Lines of the listing that contain "ToString" need to be copied.

━━━━━━━━━━━━━━━━━━━━━━━━━━━━━━

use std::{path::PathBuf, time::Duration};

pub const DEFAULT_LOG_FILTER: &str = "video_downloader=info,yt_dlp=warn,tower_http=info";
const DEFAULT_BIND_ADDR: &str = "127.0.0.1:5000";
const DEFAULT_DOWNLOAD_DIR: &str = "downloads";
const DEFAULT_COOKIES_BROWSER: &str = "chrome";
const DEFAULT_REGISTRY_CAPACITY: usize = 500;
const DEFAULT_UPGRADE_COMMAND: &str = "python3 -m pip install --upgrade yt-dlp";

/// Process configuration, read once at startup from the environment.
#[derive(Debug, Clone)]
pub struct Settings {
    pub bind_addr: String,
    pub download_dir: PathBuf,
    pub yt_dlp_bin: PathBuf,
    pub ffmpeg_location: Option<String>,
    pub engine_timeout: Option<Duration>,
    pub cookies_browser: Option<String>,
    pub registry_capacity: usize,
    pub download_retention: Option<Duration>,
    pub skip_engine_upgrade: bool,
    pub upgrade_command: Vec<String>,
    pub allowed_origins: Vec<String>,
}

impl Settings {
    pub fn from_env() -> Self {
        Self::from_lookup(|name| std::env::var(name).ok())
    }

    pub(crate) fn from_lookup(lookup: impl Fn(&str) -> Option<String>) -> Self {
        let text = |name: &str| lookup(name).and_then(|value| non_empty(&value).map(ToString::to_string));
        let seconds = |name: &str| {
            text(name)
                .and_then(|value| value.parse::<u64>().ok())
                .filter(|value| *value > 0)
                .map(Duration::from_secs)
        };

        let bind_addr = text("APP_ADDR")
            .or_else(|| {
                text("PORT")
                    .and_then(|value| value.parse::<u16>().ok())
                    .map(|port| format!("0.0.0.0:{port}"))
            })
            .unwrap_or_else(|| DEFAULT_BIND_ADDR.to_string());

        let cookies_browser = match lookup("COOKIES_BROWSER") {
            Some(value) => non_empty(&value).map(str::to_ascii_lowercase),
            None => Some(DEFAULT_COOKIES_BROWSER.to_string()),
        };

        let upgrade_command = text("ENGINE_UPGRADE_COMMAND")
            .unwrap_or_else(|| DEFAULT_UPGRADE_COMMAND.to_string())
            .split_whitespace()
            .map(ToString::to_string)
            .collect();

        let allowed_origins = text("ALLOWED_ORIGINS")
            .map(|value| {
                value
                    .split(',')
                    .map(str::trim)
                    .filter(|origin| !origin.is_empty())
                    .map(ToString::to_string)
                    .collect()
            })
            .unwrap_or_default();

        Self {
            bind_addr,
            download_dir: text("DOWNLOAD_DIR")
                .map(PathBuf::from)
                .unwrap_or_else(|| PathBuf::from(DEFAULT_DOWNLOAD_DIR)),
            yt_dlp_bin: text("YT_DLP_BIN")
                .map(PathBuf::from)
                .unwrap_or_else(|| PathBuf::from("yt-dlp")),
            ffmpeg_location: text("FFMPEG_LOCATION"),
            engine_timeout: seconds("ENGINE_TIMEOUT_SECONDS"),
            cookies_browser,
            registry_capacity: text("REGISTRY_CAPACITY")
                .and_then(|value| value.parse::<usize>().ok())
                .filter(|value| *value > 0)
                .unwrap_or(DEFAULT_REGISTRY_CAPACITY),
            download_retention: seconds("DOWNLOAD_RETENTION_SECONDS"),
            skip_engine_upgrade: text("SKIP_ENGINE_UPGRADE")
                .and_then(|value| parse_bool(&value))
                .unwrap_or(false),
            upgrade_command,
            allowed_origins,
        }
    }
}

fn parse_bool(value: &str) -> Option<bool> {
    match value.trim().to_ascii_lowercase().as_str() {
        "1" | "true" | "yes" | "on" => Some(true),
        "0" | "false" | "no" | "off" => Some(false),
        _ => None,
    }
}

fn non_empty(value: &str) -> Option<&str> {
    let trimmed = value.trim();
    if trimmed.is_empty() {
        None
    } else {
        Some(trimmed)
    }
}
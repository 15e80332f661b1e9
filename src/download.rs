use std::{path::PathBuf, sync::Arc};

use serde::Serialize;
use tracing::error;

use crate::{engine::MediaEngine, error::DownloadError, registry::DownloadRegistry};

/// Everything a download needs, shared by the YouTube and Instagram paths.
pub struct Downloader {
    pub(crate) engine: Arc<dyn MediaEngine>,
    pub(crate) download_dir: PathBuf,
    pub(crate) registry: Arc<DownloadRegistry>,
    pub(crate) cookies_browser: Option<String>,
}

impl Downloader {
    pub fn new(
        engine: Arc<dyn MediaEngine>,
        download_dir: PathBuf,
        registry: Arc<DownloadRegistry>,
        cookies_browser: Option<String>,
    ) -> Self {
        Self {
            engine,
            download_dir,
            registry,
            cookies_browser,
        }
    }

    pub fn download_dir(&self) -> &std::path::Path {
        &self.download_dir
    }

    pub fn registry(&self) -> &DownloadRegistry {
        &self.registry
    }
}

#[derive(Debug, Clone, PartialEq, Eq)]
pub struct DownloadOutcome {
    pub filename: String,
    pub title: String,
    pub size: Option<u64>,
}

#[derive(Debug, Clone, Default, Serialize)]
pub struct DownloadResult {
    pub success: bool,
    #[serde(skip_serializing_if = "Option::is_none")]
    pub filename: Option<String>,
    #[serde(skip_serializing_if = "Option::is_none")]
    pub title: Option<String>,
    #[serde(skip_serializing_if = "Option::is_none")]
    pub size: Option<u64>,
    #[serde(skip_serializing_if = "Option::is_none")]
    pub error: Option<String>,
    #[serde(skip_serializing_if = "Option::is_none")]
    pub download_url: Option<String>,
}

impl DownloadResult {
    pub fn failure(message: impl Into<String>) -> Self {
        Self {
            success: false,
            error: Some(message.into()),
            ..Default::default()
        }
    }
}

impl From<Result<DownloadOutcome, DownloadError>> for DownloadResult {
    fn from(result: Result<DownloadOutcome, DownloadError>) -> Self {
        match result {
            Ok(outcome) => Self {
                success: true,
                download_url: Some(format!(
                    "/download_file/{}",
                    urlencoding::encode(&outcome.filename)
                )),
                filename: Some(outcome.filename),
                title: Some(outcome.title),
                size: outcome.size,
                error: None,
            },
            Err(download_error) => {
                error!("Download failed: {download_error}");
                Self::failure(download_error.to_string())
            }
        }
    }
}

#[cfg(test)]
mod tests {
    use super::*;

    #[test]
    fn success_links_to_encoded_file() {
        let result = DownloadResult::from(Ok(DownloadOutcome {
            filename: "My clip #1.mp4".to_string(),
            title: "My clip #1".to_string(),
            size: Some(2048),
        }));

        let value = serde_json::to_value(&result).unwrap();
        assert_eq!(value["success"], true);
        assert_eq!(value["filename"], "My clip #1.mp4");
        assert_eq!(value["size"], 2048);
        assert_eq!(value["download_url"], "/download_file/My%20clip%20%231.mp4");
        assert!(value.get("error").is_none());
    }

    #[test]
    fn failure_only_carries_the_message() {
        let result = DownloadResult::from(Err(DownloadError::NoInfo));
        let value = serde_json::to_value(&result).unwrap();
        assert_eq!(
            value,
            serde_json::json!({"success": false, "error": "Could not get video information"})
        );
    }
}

━━━━━━━━━━━━━━━━━━━━━━━━━━━━━━

Task solution:
        let text = |name: &str| lookup(name).and_then(|value| non_empty(&value).map(ToString::to_string));
            .map(ToString::to_string)
                    .map(ToString::to_string)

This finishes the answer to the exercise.